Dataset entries
=== Section Start ===
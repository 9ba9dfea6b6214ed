//! Symbol resolution - rewrites symbol references into concrete nodes

use thiserror::Error;

use crate::document::{NodeKind, RawNode, ResolvedNode};

use super::table::SymbolTable;

/// Errors that can occur during symbol resolution
#[derive(Debug, Error)]
pub enum ResolveError {
    /// The referenced symbol is not in the table
    #[error("unresolved symbol reference '{source_id}' on node '{name}' (id: {id})")]
    UnresolvedReference {
        name: String,
        id: String,
        source_id: String,
    },

    /// A chain of symbols that reference each other
    #[error("circular symbol reference detected: {chain}")]
    CircularReference { chain: String },
}

/// A caller-supplied rewrite applied to every node during resolution
///
/// Returning `None` drops the node and its whole subtree.
pub trait RewriteHook: Send + Sync {
    fn rewrite(&self, node: RawNode) -> Option<RawNode>;
}

impl<F> RewriteHook for F
where
    F: Fn(RawNode) -> Option<RawNode> + Send + Sync,
{
    fn rewrite(&self, node: RawNode) -> Option<RawNode> {
        self(node)
    }
}

/// Resolves one artboard's node tree against a symbol table
pub struct SymbolResolver<'a> {
    table: &'a SymbolTable,
    hooks: &'a [Box<dyn RewriteHook>],
    /// Counter for synthetic identities of nodes that carry none
    anonymous: usize,
}

impl<'a> SymbolResolver<'a> {
    pub fn new(table: &'a SymbolTable, hooks: &'a [Box<dyn RewriteHook>]) -> Self {
        Self {
            table,
            hooks,
            anonymous: 0,
        }
    }

    /// Resolve sibling nodes, omitting dropped ones and keeping order
    pub fn resolve_all(&mut self, nodes: &[RawNode]) -> Result<Vec<ResolvedNode>, ResolveError> {
        let mut resolved = Vec::with_capacity(nodes.len());
        for node in nodes {
            if let Some(node) = self.resolve(node)? {
                resolved.push(node);
            }
        }
        Ok(resolved)
    }

    /// Resolve one node and its subtree; `None` when a hook dropped it
    pub fn resolve(&mut self, node: &RawNode) -> Result<Option<ResolvedNode>, ResolveError> {
        let mut resolved = self.dereference(node)?;

        if !resolved.has_identity() {
            resolved.guid = Some(format!("anon-{}", self.anonymous));
            self.anonymous += 1;
        }

        for hook in self.hooks {
            match hook.rewrite(resolved) {
                Some(next) => resolved = next,
                None => {
                    log::debug!(
                        "rewrite hook dropped '{}' (id: {})",
                        node.simple_name(),
                        node.key()
                    );
                    return Ok(None);
                }
            }
        }

        if resolved.is_group() {
            let children = self.resolve_all(resolved.children())?;
            resolved.set_children(children);
        }

        Ok(Some(resolved))
    }

    /// Follow symbol references until a concrete kind is reached
    fn dereference(&self, node: &RawNode) -> Result<RawNode, ResolveError> {
        let mut merged = node.clone();
        let mut source = node.sync_source_guid.clone();
        let mut chain: Vec<String> = Vec::new();

        while merged.kind == NodeKind::SymbolReference {
            let source_id = source.take().unwrap_or_default();
            if source_id.is_empty() {
                return Err(ResolveError::UnresolvedReference {
                    name: node.simple_name().to_string(),
                    id: node.key().to_string(),
                    source_id,
                });
            }
            if chain.contains(&source_id) {
                chain.push(source_id);
                return Err(ResolveError::CircularReference {
                    chain: chain.join(" -> "),
                });
            }

            let symbol =
                self.table
                    .get(&source_id)
                    .ok_or_else(|| ResolveError::UnresolvedReference {
                        name: node.simple_name().to_string(),
                        id: node.key().to_string(),
                        source_id: source_id.clone(),
                    })?;

            merged = RawNode::merge_over(&merged, symbol);
            source = symbol.sync_source_guid.clone();
            chain.push(source_id);
        }

        Ok(merged)
    }
}

/// Resolve an artboard's top-level nodes against `table`
pub fn resolve_symbols(
    nodes: &[RawNode],
    table: &SymbolTable,
    hooks: &[Box<dyn RewriteHook>],
) -> Result<Vec<ResolvedNode>, ResolveError> {
    SymbolResolver::new(table, hooks).resolve_all(nodes)
}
=== Section End ===
▶ _WHAT NEEDS TO BE DONE_
Return each line from the data where the string "artboard" can be found.

▶ _RESPONSE_
/// Resolves one artboard's node tree against a symbol table
/// Resolve an artboard's top-level nodes against `table`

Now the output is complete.